CompactPCI boards and AdvancedMC modules (used in MicroTCA systems) do not yet have sufficient momentum in the defence community and so are not seen as the best choice, despite having some technical merits.

Many VME boards have been deployed in military and aerospace, and this could still be a valid option for updating an existing system. However, the obvious choice for a new design is the VPX portfolio of standards.

VPX was originally introduced as VITA 46 and then augmented with the OpenVPX VITA 65 initiative. VITA 46 offers great flexibility in pinout choices, negating some of the advantages of COTS hardware by allowing vendors to create unique solutions.

VITA 65 was driven by customers’ need to standardise on defined profiles for interoperability, and has stimulated a wave of VPX deployments, where it is now the de-facto choice, allowing ‘best-in-class’ modules to be selected from alternate vendors.

Backplane mapping within a VPX solution is important. Although governed by a set of predetermined slot profiles in the specification, a choice of backplane architectures is available for implementation. The VITA 65 specification defines profiles in an exact way.

Electronic warfare

A configuration suitable for EW includes a single Intel control processor mated with several DSP/FPGA cards via a PCIe and Ethernet switch. An example for command and control is the TR B1x/msd board from Concurrent Technologies, which is based on a fourth generation Intel Core processor.

The board has two x4 PCIe data plane “fat pipe” connections, compliant with the VITA 65 MOD3-PAY-2F2U-16.2.3-3 profile. In the profile “2F2U” refers to having two fat pipes (four lanes) for data plane use plus a pair of ultra-thin (one lane) pipes for control use. The end digits identify the two fat pipes as PCIe Gen 2 compliant, and the two ultra-thin pipes as 1,000Base-BX control plane interfaces.
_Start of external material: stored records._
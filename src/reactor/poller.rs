//! Thin wrapper around Linux `epoll`.
//!
//! Every descriptor is registered with its own fd as the event payload, so a
//! ready event maps straight back to a connection-table key.

use std::io;
use std::ops::BitOr;
use std::os::fd::{AsRawFd, FromRawFd, OwnedFd, RawFd};
use std::time::Duration;

/// Default capacity of an [`Events`] batch.
pub const DEFAULT_EVENT_CAPACITY: usize = 1024;

/// Interest mask passed to `epoll_ctl`.
#[derive(Debug, Clone, Copy, PartialEq, Eq)]
pub struct Interest(u32);

impl Interest {
    pub const READABLE: Interest = Interest(libc::EPOLLIN as u32);
    pub const WRITABLE: Interest = Interest(libc::EPOLLOUT as u32);
    /// Peer closed its write half (`EPOLLRDHUP`).
    pub const PEER_HANGUP: Interest = Interest(libc::EPOLLRDHUP as u32);
    pub const EDGE: Interest = Interest(libc::EPOLLET as u32);
    pub const ONESHOT: Interest = Interest(libc::EPOLLONESHOT as u32);

    /// Adds edge-triggered mode when `enabled` is set.
    pub const fn edge_triggered(self, enabled: bool) -> Interest {
        if enabled {
            Interest(self.0 | Self::EDGE.0)
        } else {
            self
        }
    }

    pub const fn bits(self) -> u32 {
        self.0
    }

    pub const fn contains(self, other: Interest) -> bool {
        self.0 & other.0 == other.0
    }

    pub const fn is_edge_triggered(self) -> bool {
        self.contains(Self::EDGE)
    }
}

impl BitOr for Interest {
    type Output = Interest;

    fn bitor(self, rhs: Interest) -> Interest {
        Interest(self.0 | rhs.0)
    }
}

/// One ready descriptor reported by [`Poller::wait`].
#[derive(Debug, Clone, Copy, PartialEq, Eq)]
pub struct Event {
    fd: RawFd,
    mask: u32,
}

impl Event {
    pub fn fd(&self) -> RawFd {
        self.fd
    }

    pub fn is_readable(&self) -> bool {
        self.mask & (libc::EPOLLIN as u32) != 0
    }

    pub fn is_writable(&self) -> bool {
        self.mask & (libc::EPOLLOUT as u32) != 0
    }

    /// Peer hangup or socket error; the connection must be closed.
    pub fn is_hangup_or_error(&self) -> bool {
        self.mask & ((libc::EPOLLRDHUP | libc::EPOLLHUP | libc::EPOLLERR) as u32) != 0
    }
}

/// Reusable batch of `epoll_event` slots.
pub struct Events {
    buf: Vec<libc::epoll_event>,
    len: usize,
}

impl Events {
    pub fn with_capacity(capacity: usize) -> Self {
        Self {
            buf: vec![libc::epoll_event { events: 0, u64: 0 }; capacity.max(1)],
            len: 0,
        }
    }

    pub fn len(&self) -> usize {
        self.len
    }

    pub fn is_empty(&self) -> bool {
        self.len == 0
    }

    pub fn iter(&self) -> impl Iterator<Item = Event> + '_ {
        self.buf[..self.len].iter().map(Self::to_event)
    }

    /// The `i`-th ready event of the last wait.
    pub fn get(&self, i: usize) -> Option<Event> {
        self.buf[..self.len].get(i).map(Self::to_event)
    }

    fn to_event(ev: &libc::epoll_event) -> Event {
        // Copy out of the (possibly packed) struct before use.
        let mask = ev.events;
        let data = ev.u64;
        Event {
            fd: data as RawFd,
            mask,
        }
    }
}

/// An owned epoll instance.
#[derive(Debug)]
pub struct Poller {
    epoll: OwnedFd,
}

impl Poller {
    /// Creates a new epoll instance (`EPOLL_CLOEXEC`).
    pub fn new() -> io::Result<Self> {
        // SAFETY: plain syscall, result checked below.
        let fd = unsafe { libc::epoll_create1(libc::EPOLL_CLOEXEC) };
        if fd < 0 {
            return Err(io::Error::last_os_error());
        }
        // SAFETY: `fd` is a freshly created descriptor we exclusively own.
        let epoll = unsafe { OwnedFd::from_raw_fd(fd) };
        Ok(Self { epoll })
    }

    /// Starts watching `fd` for `interest`.
    pub fn register(&self, fd: RawFd, interest: Interest) -> io::Result<()> {
        self.ctl(libc::EPOLL_CTL_ADD, fd, interest)
    }

    /// Replaces the interest mask of an already registered `fd`.
    ///
    /// With `ONESHOT` this is also how a descriptor is re-armed.
    pub fn reregister(&self, fd: RawFd, interest: Interest) -> io::Result<()> {
        self.ctl(libc::EPOLL_CTL_MOD, fd, interest)
    }

    /// Stops watching `fd`.
    pub fn deregister(&self, fd: RawFd) -> io::Result<()> {
        let mut event = libc::epoll_event { events: 0, u64: 0 };
        // SAFETY: `event` is a valid epoll_event; kernels before 2.6.9 require non-null.
        let rc = unsafe { libc::epoll_ctl(self.epoll.as_raw_fd(), libc::EPOLL_CTL_DEL, fd, &mut event) };
        if rc < 0 {
            return Err(io::Error::last_os_error());
        }
        Ok(())
    }

    /// Blocks until at least one registered descriptor is ready or `timeout`
    /// elapses. `None` blocks indefinitely.
    ///
    /// An interrupted wait (`EINTR`) reports zero events.
    pub fn wait(&self, events: &mut Events, timeout: Option<Duration>) -> io::Result<usize> {
        let timeout_ms = match timeout {
            None => -1,
            Some(d) => {
                // Round up so a sub-millisecond deadline does not spin.
                let ms = d.as_millis() + u128::from(d.subsec_nanos() % 1_000_000 != 0);
                ms.min(libc::c_int::MAX as u128) as libc::c_int
            }
        };

        // SAFETY: the buffer is valid for `buf.len()` entries.
        let n = unsafe {
            libc::epoll_wait(
                self.epoll.as_raw_fd(),
                events.buf.as_mut_ptr(),
                events.buf.len() as libc::c_int,
                timeout_ms,
            )
        };

        if n < 0 {
            let err = io::Error::last_os_error();
            if err.kind() == io::ErrorKind::Interrupted {
                events.len = 0;
                return Ok(0);
            }
            return Err(err);
        }

        events.len = n as usize;
        Ok(events.len)
    }

    fn ctl(&self, op: libc::c_int, fd: RawFd, interest: Interest) -> io::Result<()> {
        let mut event = libc::epoll_event {
            events: interest.bits(),
            u64: fd as u64,
        };
        // SAFETY: `event` outlives the call.
        let rc = unsafe { libc::epoll_ctl(self.epoll.as_raw_fd(), op, fd, &mut event) };
        if rc < 0 {
            return Err(io::Error::last_os_error());
        }
        Ok(())
    }
}

impl AsRawFd for Poller {
    fn as_raw_fd(&self) -> RawFd {
        self.epoll.as_raw_fd()
    }
}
 Figure 1: VPX-D16A4-PCIE block diagram showing rear I/O

Figure 1: VPX-D16A4-PCIE block diagram showing rear I/O

Four CommAgility VPX-D16A4-PCIE DSP/FPGA boards (Figure 1) are used for signal processing, and also have PCIe connectivity. The two DSPs on each board have their own x2 PCIe connections out to the backplane, and so the TR B1x/msd control board is configured with an x4 data plane bifurcated into two x2 pipes. This allows data to be sent between individual DSPs and the command and control board.

Smaller, lower cost VPX configurations can be created without the switch module, by using a backplane that has specific connectivity, for example with a single Intel‑based control processor having an x4 PCIe connection to two DSP/FPGA boards in the slots either side of the CPU.

Rugged kit

Many EW/SDR deployments must work in a conduction-cooled, rather than air-cooled environment, tolerate high levels of shock and vibration and have a coating to protect against factors like moisture and pollution.

The VPX-REDI specifications (VITA 48.0) assure ruggedisation in COTS-based military systems and focus on aspects that allow favourable size, weight, and power (SWaP) metrics.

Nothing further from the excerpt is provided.